Robert VAN HORN and First National Bank in Glidden, Appellants.
Supreme Court of Iowa.
*694 Brent B. Green and Sam F. Scheidler, of Gamble, Riepe, Webster, Davis & Green, Des Moines, and Raymond O. Snook, of Snook Law Office, Glidden, for appellants.
James R. Van Dyke, of Van Dyke & Werden, P.C., Carroll, for appellees and cross-appellants.
Considered by HARRIS, P.J., and McGIVERIN, LARSON, CARTER, and WOLLE, JJ.
LARSON, Justice.
Thomas P. Hall, a Glidden area farmer, became financially strapped and asked his landlord, Herman B. Gerdes, to help him get a loan from the defendant bank. Gerdes agreed to do so and cosigned, with Hall, a note to the bank, secured by a mortgage on farmland owned by Gerdes.
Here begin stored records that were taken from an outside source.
//! Lobby actor lifecycle
//!
//! Maps invite codes to live actor mailboxes. Actors remove themselves from
//! the map when their roster empties; a handle whose mailbox has closed is
//! treated as absent and replaced.

use std::collections::HashMap;
use std::sync::Arc;

use tokio::sync::{RwLock, mpsc};

use mistduel_db::DbPool;

use crate::actor::{LOBBY_MAILBOX, LobbyActor, LobbyCommand};
use crate::snapshot::SnapshotStore;
use crate::war::WarRegistry;

/// Mailbox sender for one lobby actor.
#[derive(Debug, Clone)]
pub struct LobbyHandle {
    pub tx: mpsc::Sender<LobbyCommand>,
}

pub(crate) type LobbyMap = Arc<RwLock<HashMap<String, LobbyHandle>>>;

/// Spawns and tracks lobby actors.
#[derive(Clone)]
pub struct LobbyManager {
    lobbies: LobbyMap,
    pool: DbPool,
    snapshots: Option<SnapshotStore>,
    wars: WarRegistry,
}

impl LobbyManager {
    pub fn new(pool: DbPool, snapshots: Option<SnapshotStore>, wars: WarRegistry) -> Self {
        Self { lobbies: Arc::new(RwLock::new(HashMap::new())), pool, snapshots, wars }
    }

    /// Live handle for a lobby, if its actor is running.
    pub async fn get(&self, code: &str) -> Option<LobbyHandle> {
        let lobbies = self.lobbies.read().await;
        lobbies.get(code).filter(|handle| !handle.tx.is_closed()).cloned()
    }

    /// Handle for a lobby, spawning its actor on first use.
    pub async fn get_or_create(&self, code: &str) -> LobbyHandle {
        let mut lobbies = self.lobbies.write().await;

        if let Some(handle) = lobbies.get(code)
            && !handle.tx.is_closed()
        {
            return handle.clone();
        }

        let (tx, rx) = mpsc::channel(LOBBY_MAILBOX);
        let handle = LobbyHandle { tx: tx.clone() };
        lobbies.insert(code.to_string(), handle.clone());

        let actor = LobbyActor::new(
            code,
            self.pool.clone(),
            self.snapshots.clone(),
            self.wars.clone(),
            rx,
            tx,
            Arc::clone(&self.lobbies),
        );
        tokio::spawn(actor.run());

        handle
    }
}
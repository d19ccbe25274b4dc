//! Profile endpoint types

use serde::{Deserialize, Serialize};

#[derive(Debug, Clone, Serialize)]
pub struct MeResponse {
    pub name: String,
    pub avatar: String,
    pub xp: i32,
    pub rank: String,
    pub role: String,
    pub country_stats: serde_json::Value,
    pub lobbies: Vec<ActiveLobby>,
}

/// A lobby the user currently belongs to.
#[derive(Debug, Clone, Serialize)]
pub struct ActiveLobby {
    pub code: String,
    pub host_id: String,
}

#[derive(Debug, Clone, Serialize)]
pub struct AvatarResponse {
    pub avatar: String,
}

#[derive(Debug, Clone, PartialEq, Serialize, Deserialize)]
pub struct LeaderboardEntry {
    pub user_id: String,
    pub name: String,
    pub avatar: String,
    pub xp: i32,
    pub rank: String,
}
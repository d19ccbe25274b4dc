//! Socket event payload fragments

use std::collections::HashMap;

use serde::{Deserialize, Serialize};

/// Public profile attached to roster and matchmaking events.
#[derive(Debug, Clone, PartialEq, Serialize, Deserialize)]
pub struct PlayerInfo {
    pub user_id: String,
    pub name: String,
    pub avatar: String,
    pub xp: i32,
    pub rank: String,
}

/// One promotion reported by `rank_up`.
#[derive(Debug, Clone, PartialEq, Serialize, Deserialize)]
pub struct RankUpInfo {
    pub user_id: String,
    pub old_rank: String,
    pub new_rank: String,
}

/// The current round's location as replayed to a reconnecting player.
#[derive(Debug, Clone, Serialize)]
pub struct ReconnectLocation {
    pub lat: f64,
    pub lon: f64,
    pub url: String,
}

/// Game snapshot carried by `reconnect_success`.
#[derive(Debug, Clone, Serialize)]
pub struct ReconnectGameState {
    pub current_location_index: usize,
    pub locations: ReconnectLocation,
    pub roundstart_time: i64,
    /// Seconds left on the current round, clamped at zero.
    pub timer: u32,
    pub hp: HashMap<String, i32>,
    #[serde(rename = "PlayerHasGuessed")]
    pub player_has_guessed: bool,
    /// Users who have already guessed this round.
    pub player_guess: Vec<String>,
}
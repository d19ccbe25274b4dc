//! Location provider for MistDuel
//!
//! Draws distinct random locations from the catalog and attaches the
//! street-view display URL. Distance and scoring math live in
//! `mistduel-core`; this crate only selects.

pub mod provider;

pub use provider::{LocationError, LocationProvider, street_view_url};
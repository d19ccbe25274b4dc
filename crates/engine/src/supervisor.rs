//! Disconnect supervisor
//!
//! One kick task per disconnected player. The task sleeps out the grace
//! window and then, only if the disconnect mark survived (no reconnect),
//! turns the disconnect into a permanent leave. Reconnects abort the task
//! outright, so an aborted sleep is the normal path, not an error.

use std::collections::HashMap;

use tokio::sync::mpsc;
use tokio::task::JoinHandle;
use tokio::time::Duration;

use mistduel_core::duel::rules::DISCONNECT_GRACE_SECS;

use crate::actor::LobbyCommand;
use crate::snapshot::SnapshotStore;

/// Kick tasks keyed by user id. At most one per user: arming a new one
/// aborts the old.
#[derive(Default)]
pub struct KickTasks {
    tasks: HashMap<String, JoinHandle<()>>,
}

impl KickTasks {
    pub fn new() -> Self {
        Self::default()
    }

    /// Track a kick task for `user_id`, replacing any previous one.
    pub fn arm(&mut self, user_id: &str, handle: JoinHandle<()>) {
        if let Some(old) = self.tasks.insert(user_id.to_string(), handle) {
            old.abort();
        }
    }

    /// Cancel the pending kick for `user_id`, if any.
    pub fn cancel(&mut self, user_id: &str) {
        if let Some(handle) = self.tasks.remove(user_id) {
            handle.abort();
        }
    }

    pub fn cancel_all(&mut self) {
        for (_, handle) in self.tasks.drain() {
            handle.abort();
        }
    }
}

impl Drop for KickTasks {
    fn drop(&mut self) {
        self.cancel_all();
    }
}

/// Spawn the grace-window kick task for a disconnected player.
///
/// Without a snapshot store (tests) the mark cannot be consulted, so the
/// kick proceeds unconditionally after the window.
pub fn spawn_kick(
    code: String,
    user_id: String,
    snapshots: Option<SnapshotStore>,
    lobby_tx: mpsc::Sender<LobbyCommand>,
) -> JoinHandle<()> {
    tokio::spawn(async move {
        tokio::time::sleep(Duration::from_secs(DISCONNECT_GRACE_SECS)).await;

        if let Some(store) = &snapshots {
            match store.disconnect_pending(&code, &user_id).await {
                Ok(false) => return,
                Ok(true) => {
                    if let Err(e) = store.clear_disconnect(&code, &user_id).await {
                        tracing::warn!(code, user_id, error = %e, "Failed to clear disconnect mark");
                    }
                }
                Err(e) => {
                    tracing::warn!(code, user_id, error = %e, "Disconnect mark check failed, kicking");
                }
            }
        }

        tracing::info!(code, user_id, "Grace window expired, removing player");
        let _ = lobby_tx.send(LobbyCommand::Leave { user_id, conn_id: None }).await;
    })
}

#[cfg(test)]
mod tests {
    use super::*;

    #[tokio::test(start_paused = true)]
    async fn test_kick_fires_after_the_grace_window() {
        let (tx, mut rx) = mpsc::channel(1);
        let mut tasks = KickTasks::new();
        tasks.arm("usr_a", spawn_kick("lobby1".into(), "usr_a".into(), None, tx));

        tokio::time::sleep(Duration::from_secs(DISCONNECT_GRACE_SECS + 1)).await;

        let cmd = rx.recv().await.expect("kick should produce a leave");
        assert!(matches!(
            cmd,
            LobbyCommand::Leave { ref user_id, conn_id: None } if user_id == "usr_a"
        ));
    }

    #[tokio::test(start_paused = true)]
    async fn test_cancelled_kick_never_leaves() {
        let (tx, mut rx) = mpsc::channel(1);
        let mut tasks = KickTasks::new();
        tasks.arm("usr_a", spawn_kick("lobby1".into(), "usr_a".into(), None, tx));

        // Reconnect within the window.
        tokio::time::sleep(Duration::from_secs(100)).await;
        tasks.cancel("usr_a");

        tokio::time::sleep(Duration::from_secs(DISCONNECT_GRACE_SECS * 2)).await;
        assert!(rx.try_recv().is_err());
    }

    #[tokio::test(start_paused = true)]
    async fn test_arming_twice_replaces_the_old_task() {
        let (tx, mut rx) = mpsc::channel(4);
        let mut tasks = KickTasks::new();
        tasks.arm("usr_a", spawn_kick("lobby1".into(), "usr_a".into(), None, tx.clone()));
        tasks.arm("usr_a", spawn_kick("lobby1".into(), "usr_a".into(), None, tx));
        assert_eq!(tasks.tasks.len(), 1);

        tokio::time::sleep(Duration::from_secs(DISCONNECT_GRACE_SECS + 1)).await;
        assert!(rx.recv().await.is_some());
        assert!(rx.try_recv().is_err());
    }
}
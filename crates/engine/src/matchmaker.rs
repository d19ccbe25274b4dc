//! Matchmaking queue
//!
//! A linear queue of waiting players, paired on XP distance. One background
//! loop owns pairing; sockets enqueue and dequeue through serialized entry
//! points, and at most one match decision is in flight per tick.

use std::sync::Arc;

use tokio::sync::Mutex;
use tokio::time::Duration;

use mistduel_core::duel::rules::{DUEL_TIMER_SECS, LOBBY_LOCATIONS};
use mistduel_db::{DbPool, lobbies, users};
use mistduel_locations::LocationProvider;
use mistduel_protocol::socket::ServerEvent;
use mistduel_protocol::socket::payloads::PlayerInfo;

use crate::registry::ConnHandle;

/// Maximum XP gap between matched players.
const MAX_XP_GAP: i32 = 200;

/// Pairing pass cadence.
const TICK_SECS: u64 = 3;

/// Pause between `match_found` and `redirect`, so clients can show the
/// opponent card first.
const REDIRECT_DELAY_SECS: u64 = 2;

/// One waiting player.
#[derive(Debug, Clone)]
pub struct QueueEntry {
    pub user_id: String,
    pub conn: ConnHandle,
    pub xp: i32,
}

/// The queue itself; all mutation goes through these methods.
#[derive(Debug, Default)]
pub struct MatchQueue {
    entries: Vec<QueueEntry>,
}

impl MatchQueue {
    /// Add a player, replacing any previous entry of theirs. Returns the
    /// 1-based queue position.
    pub fn enqueue(&mut self, entry: QueueEntry) -> usize {
        self.entries.retain(|e| e.user_id != entry.user_id);
        self.entries.push(entry);
        self.entries.len()
    }

    pub fn remove(&mut self, user_id: &str) {
        self.entries.retain(|e| e.user_id != user_id);
    }

    pub fn len(&self) -> usize {
        self.entries.len()
    }

    pub fn is_empty(&self) -> bool {
        self.entries.is_empty()
    }

    /// First pair (scan order) within the XP gap.
    pub fn find_pair(&self) -> Option<(QueueEntry, QueueEntry)> {
        for (i, a) in self.entries.iter().enumerate() {
            for b in &self.entries[i + 1..] {
                if (a.xp - b.xp).abs() <= MAX_XP_GAP {
                    return Some((a.clone(), b.clone()));
                }
            }
        }
        None
    }
}

/// Matchmaker service: the shared queue plus the pairing loop.
#[derive(Clone)]
pub struct Matchmaker {
    queue: Arc<Mutex<MatchQueue>>,
    pool: DbPool,
    provider: Arc<LocationProvider>,
}

impl Matchmaker {
    pub fn new(pool: DbPool, provider: Arc<LocationProvider>) -> Self {
        Self { queue: Arc::new(Mutex::new(MatchQueue::default())), pool, provider }
    }

    /// Enqueue a player and tell them their position.
    pub async fn join_queue(&self, entry: QueueEntry) {
        let conn = entry.conn.clone();
        let user_id = entry.user_id.clone();
        let position = self.queue.lock().await.enqueue(entry);
        conn.send(ServerEvent::QueueJoined { position });
        tracing::info!(user_id, position, "Joined matchmaking queue");
    }

    /// Drop a player from the queue (stop request or socket close).
    pub async fn leave_queue(&self, user_id: &str) {
        self.queue.lock().await.remove(user_id);
        tracing::info!(user_id, "Left matchmaking queue");
    }

    /// Pairing loop; run once as a background task.
    pub async fn run(self) {
        loop {
            tokio::time::sleep(Duration::from_secs(TICK_SECS)).await;
            self.tick().await;
        }
    }

    /// One pairing pass: at most one match per tick.
    async fn tick(&self) {
        let pair = self.queue.lock().await.find_pair();
        let Some((a, b)) = pair else { return };

        match self.create_match(&a, &b).await {
            Ok(code) => {
                let mut queue = self.queue.lock().await;
                queue.remove(&a.user_id);
                queue.remove(&b.user_id);
                tracing::info!(
                    code,
                    user_1 = %a.user_id,
                    user_2 = %b.user_id,
                    "Match created"
                );
            }
            Err(e) => {
                tracing::error!(user_1 = %a.user_id, user_2 = %b.user_id, error = %e, "Match failed");
            }
        }
    }

    /// Create the lobby and walk both players through found -> redirect.
    async fn create_match(&self, a: &QueueEntry, b: &QueueEntry) -> Result<String, MatchError> {
        let locations = self.provider.random_locations(LOBBY_LOCATIONS).await?;
        let lobby = lobbies::create(
            &self.pool,
            &a.user_id,
            locations,
            DUEL_TIMER_SECS as i32,
            None,
            None,
        )
        .await?;
        lobbies::add_user(&self.pool, &lobby.invite_code, &b.user_id).await?;

        let profile_a = self.profile(&a.user_id).await?;
        let profile_b = self.profile(&b.user_id).await?;

        a.conn.send(ServerEvent::MatchFound {
            lobby_code: lobby.invite_code.clone(),
            opponent: profile_b,
        });
        b.conn.send(ServerEvent::MatchFound {
            lobby_code: lobby.invite_code.clone(),
            opponent: profile_a,
        });

        tokio::time::sleep(Duration::from_secs(REDIRECT_DELAY_SECS)).await;

        a.conn.send(ServerEvent::Redirect { lobby_code: lobby.invite_code.clone() });
        b.conn.send(ServerEvent::Redirect { lobby_code: lobby.invite_code.clone() });

        Ok(lobby.invite_code)
    }

    async fn profile(&self, user_id: &str) -> Result<PlayerInfo, MatchError> {
        let user = users::get_by_id(&self.pool, user_id)
            .await?
            .ok_or_else(|| MatchError::UserMissing(user_id.to_string()))?;
        Ok(PlayerInfo {
            user_id: user.id,
            name: user.name,
            avatar: user.avatar,
            xp: user.xp,
            rank: user.rank,
        })
    }
}

#[derive(Debug, thiserror::Error)]
enum MatchError {
    #[error("Database error: {0}")]
    Database(#[from] sqlx::Error),

    #[error("Location provider error: {0}")]
    Locations(#[from] mistduel_locations::LocationError),

    #[error("Queued user {0} no longer exists")]
    UserMissing(String),
}

#[cfg(test)]
mod tests {
    use super::*;
    use crate::registry::connection_channel;

    fn entry(user_id: &str, xp: i32) -> QueueEntry {
        let (conn, _rx) = connection_channel();
        QueueEntry { user_id: user_id.into(), conn, xp }
    }

    #[test]
    fn test_first_pair_within_gap_wins() {
        let mut queue = MatchQueue::default();
        queue.enqueue(entry("usr_1", 800));
        queue.enqueue(entry("usr_2", 1005));
        queue.enqueue(entry("usr_3", 900));

        let (a, b) = queue.find_pair().expect("pair expected");
        assert_eq!(a.user_id, "usr_1");
        assert_eq!(b.user_id, "usr_3");
    }

    #[test]
    fn test_no_pair_outside_gap() {
        let mut queue = MatchQueue::default();
        queue.enqueue(entry("usr_1", 0));
        queue.enqueue(entry("usr_2", 500));
        assert!(queue.find_pair().is_none());
    }

    #[test]
    fn test_gap_boundary_is_inclusive() {
        let mut queue = MatchQueue::default();
        queue.enqueue(entry("usr_1", 100));
        queue.enqueue(entry("usr_2", 300));
        assert!(queue.find_pair().is_some());
    }

    #[test]
    fn test_requeue_replaces_older_entry() {
        let mut queue = MatchQueue::default();
        queue.enqueue(entry("usr_1", 100));
        queue.enqueue(entry("usr_2", 5000));
        let position = queue.enqueue(entry("usr_1", 150));

        assert_eq!(queue.len(), 2);
        assert_eq!(position, 2);

        // A user never pairs with themselves, even after a requeue.
        assert!(queue.find_pair().is_none());
    }

    #[test]
    fn test_remove_clears_the_entry() {
        let mut queue = MatchQueue::default();
        queue.enqueue(entry("usr_1", 100));
        queue.remove("usr_1");
        assert!(queue.is_empty());
    }
}
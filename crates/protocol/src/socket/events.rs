//! Socket event enums
//!
//! Inbound and outbound messages dispatch on a `type` tag. Unknown or
//! malformed inbound messages fail deserialization; the socket handler logs
//! and drops them.

use std::collections::HashMap;

use serde::{Deserialize, Serialize};

use mistduel_core::duel::Guess;

use super::payloads::{PlayerInfo, RankUpInfo, ReconnectGameState};

/// Client-to-server messages on the lobby and matchmaking sockets.
#[derive(Debug, Clone, Deserialize)]
#[serde(tag = "type", rename_all = "snake_case")]
pub enum ClientEvent {
    GameStart,
    GameEnd,
    SubmitGuess {
        lat: f64,
        lon: f64,
    },
    /// Re-announce this connection to the lobby.
    PlayerJoined,
    PlayerLeft,
    PlayerReconnect,
    Broadcast {
        message: serde_json::Value,
    },
    RoundStart,
    RoundEnd,
    /// Camera/viewport relay for the spectator overlay.
    Spectate {
        num_player: u32,
        #[serde(flatten)]
        data: serde_json::Map<String, serde_json::Value>,
    },
    /// Matchmaking channel only.
    StopMatchmaking,
}

/// Server-to-client messages. Serialize-only: the server never parses these.
#[derive(Debug, Clone, Serialize)]
#[serde(tag = "type", rename_all = "snake_case")]
pub enum ServerEvent {
    PlayerJoined {
        player: String,
        host: String,
        players: Vec<PlayerInfo>,
    },
    PlayerLeft {
        player: String,
        players: Vec<PlayerInfo>,
    },
    PlayerDisconnected {
        player: String,
    },
    PlayerReconnected {
        player: String,
    },
    ReconnectSuccess {
        host: String,
        players: Vec<PlayerInfo>,
        #[serde(skip_serializing_if = "Option::is_none")]
        game_state: Option<ReconnectGameState>,
    },
    GameStarted {
        hp: HashMap<String, i32>,
        timer: u32,
        #[serde(skip_serializing_if = "Option::is_none")]
        mode: Option<String>,
    },
    RoundStarted {
        lat: f64,
        lon: f64,
        url: String,
        timer: u32,
        #[serde(rename = "RoundStartTime")]
        round_start_time: i64,
    },
    RoundTimedout {
        hp: HashMap<String, i32>,
        num_guesses: usize,
    },
    RoundEnded {
        winner: String,
        damage: i32,
        hp: HashMap<String, i32>,
        results: Vec<Guess>,
        lat: f64,
        lon: f64,
    },
    #[serde(rename = "round_ended")]
    WarRoundEnded {
        total_score: i64,
        round: usize,
    },
    PlayerGuessed {
        player: String,
    },
    GameEnded {
        winner: Option<String>,
        total_distances: HashMap<String, f64>,
        players: Vec<PlayerInfo>,
    },
    RankUp {
        rank_ups: Vec<RankUpInfo>,
    },
    Broadcast {
        player: String,
        message: serde_json::Value,
    },
    /// Spectator relay mirror of a participant's `spectate` message.
    Spectate {
        num_player: u32,
        #[serde(flatten)]
        data: serde_json::Map<String, serde_json::Value>,
    },
    QueueJoined {
        position: usize,
    },
    MatchFound {
        #[serde(rename = "LobbyCode")]
        lobby_code: String,
        opponent: PlayerInfo,
    },
    Redirect {
        #[serde(rename = "LobbyCode")]
        lobby_code: String,
    },
}

#[cfg(test)]
mod tests {
    use super::*;

    #[test]
    fn test_client_event_dispatches_on_type_tag() {
        let event: ClientEvent =
            serde_json::from_str(r#"{"type": "submit_guess", "lat": 48.85, "lon": 2.35}"#)
                .unwrap();
        assert!(matches!(event, ClientEvent::SubmitGuess { .. }));

        let event: ClientEvent = serde_json::from_str(r#"{"type": "game_start"}"#).unwrap();
        assert!(matches!(event, ClientEvent::GameStart));
    }

    #[test]
    fn test_unknown_type_fails_deserialization() {
        assert!(serde_json::from_str::<ClientEvent>(r#"{"type": "warp_drive"}"#).is_err());
    }

    #[test]
    fn test_server_event_wire_spelling() {
        let event = ServerEvent::Redirect { lobby_code: "a1b2c3d4".into() };
        let json = serde_json::to_value(&event).unwrap();
        assert_eq!(json["type"], "redirect");
        assert_eq!(json["LobbyCode"], "a1b2c3d4");

        let event = ServerEvent::RoundStarted {
            lat: 1.0,
            lon: 2.0,
            url: "u".into(),
            timer: 240,
            round_start_time: 1_700_000_000_000,
        };
        let json = serde_json::to_value(&event).unwrap();
        assert_eq!(json["type"], "round_started");
        assert_eq!(json["RoundStartTime"], 1_700_000_000_000_i64);
    }

    #[test]
    fn test_war_round_ended_shares_the_round_ended_tag() {
        let event = ServerEvent::WarRoundEnded { total_score: 4321, round: 2 };
        let json = serde_json::to_value(&event).unwrap();
        assert_eq!(json["type"], "round_ended");
        assert_eq!(json["total_score"], 4321);
    }
}
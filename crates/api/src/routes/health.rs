//! Liveness endpoint

pub async fn health() -> &'static str {
    "OK"
}
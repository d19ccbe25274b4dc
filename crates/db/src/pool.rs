//! Database connection pool setup

use sqlx::PgPool;
use sqlx::postgres::PgPoolOptions;
use std::time::Duration;

/// Type alias for the PostgreSQL connection pool
pub type DbPool = PgPool;

/// Create a new database connection pool
pub async fn create_pool(database_url: &str) -> Result<DbPool, sqlx::Error> {
    PgPoolOptions::new()
        .max_connections(20)
        .min_connections(5)
        .acquire_timeout(Duration::from_secs(10))
        .idle_timeout(Duration::from_secs(300))
        .connect(database_url)
        .await
}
Gerdes then turned the proceeds over to Hall. Shortly afterward, Gerdes died. The trustee of the Herman B. Gerdes Trust, and two beneficiaries of the Gerdes estate, sued the bank and its president, Robert Van Horn (hereinafter referred to jointly as the bank), alleging fraud and breach of fiduciary duty. They demanded damages, both actual and punitive, and cancellation of the Gerdes mortgage. Other creditors of Hall joined the action as plaintiffs, claiming Hall and the bank had conspired to defraud them of the amounts owed them on their accounts.
Hall was originally a defendant but was released by the plaintiffs prior to trial, leaving only the bank and Van Horn as defendants.
*695 The suits on account were dismissed on a motion for directed verdict. On the claims against the bank by the Gerdes trust and the beneficiaries of the Gerdes estate (hereinafter referred to jointly as Gerdes), the jury found no fraud. It did, however, find a breach of fiduciary duty by the bank, returning a verdict for actual and punitive damages. The district court, acting in equity, then granted Gerdes' request to cancel the real estate mortgage.
The bank filed notices of appeal from these judgments (the one granting actual and punitive damages and the one canceling the real estate mortgage). The account claimants appealed from the order for directed verdict. By order of this court, the three separate appeals were consolidated. (Although the account claimants filed an independent appeal, they refer to themselves as cross-appellants, and we will so consider them on appeal.)
On appeal, the bank asserts: (1) the court erred in overruling the bank's motion for directed verdict based on insufficiency of the evidence to support a finding of fiduciary duty; (2) that, assuming there was sufficient evidence to submit the issue, the court erred in its instruction on the elements necessary to establish a fiduciary relationship; (3) that the court erred in submitting the issue of punitive damages and in allowing interest on the punitive damages from the date of the filing of the action. Because of our disposition of the case under the first of these issues, it is unnecessary to address the remaining two.
In its separate appeal from the order in equity, the bank contends that, because there was insufficient evidence of the existence of a fiduciary duty, the court erred in canceling its real estate mortgage from Gerdes. The account claimants assert error in granting the directed verdict in their action based on alleged conspiracy.
I. The Law Action.
We first address the issues raised under the law claim of breach of fiduciary duty. At the close of the plaintiffs' evidence, the bank moved for directed verdict on the ground there was not sufficient evidence upon which a jury could reasonably find a fiduciary relationship existed between the bank and Gerdes. The court reserved ruling. The issue was raised again, after all the evidence, and was denied. Motions for new trial and judgment notwithstanding the verdict, based on this ground, were also denied.
The legal principles regarding the evidence required to withstand a motion for a directed verdict have been summarized by several recent cases. Each element of a claim must be supported by substantial evidence. If not, a directed verdict or a judgment notwithstanding the verdict is appropriate. Valadez v. City of Des Moines, 324 N.W.2d 475, 478 (Iowa 1982). If reasonable minds could differ on an issue under the evidence presented, it is properly submitted to a jury. Larsen v. United Federal Savings & Loan Association, 300 N.W.2d 281, 283 (Iowa 1981). When considering a motion for directed verdict or judgment notwithstanding the verdict, we must, of course, consider the evidence in the light most favorable to the party against whom the motion is directed.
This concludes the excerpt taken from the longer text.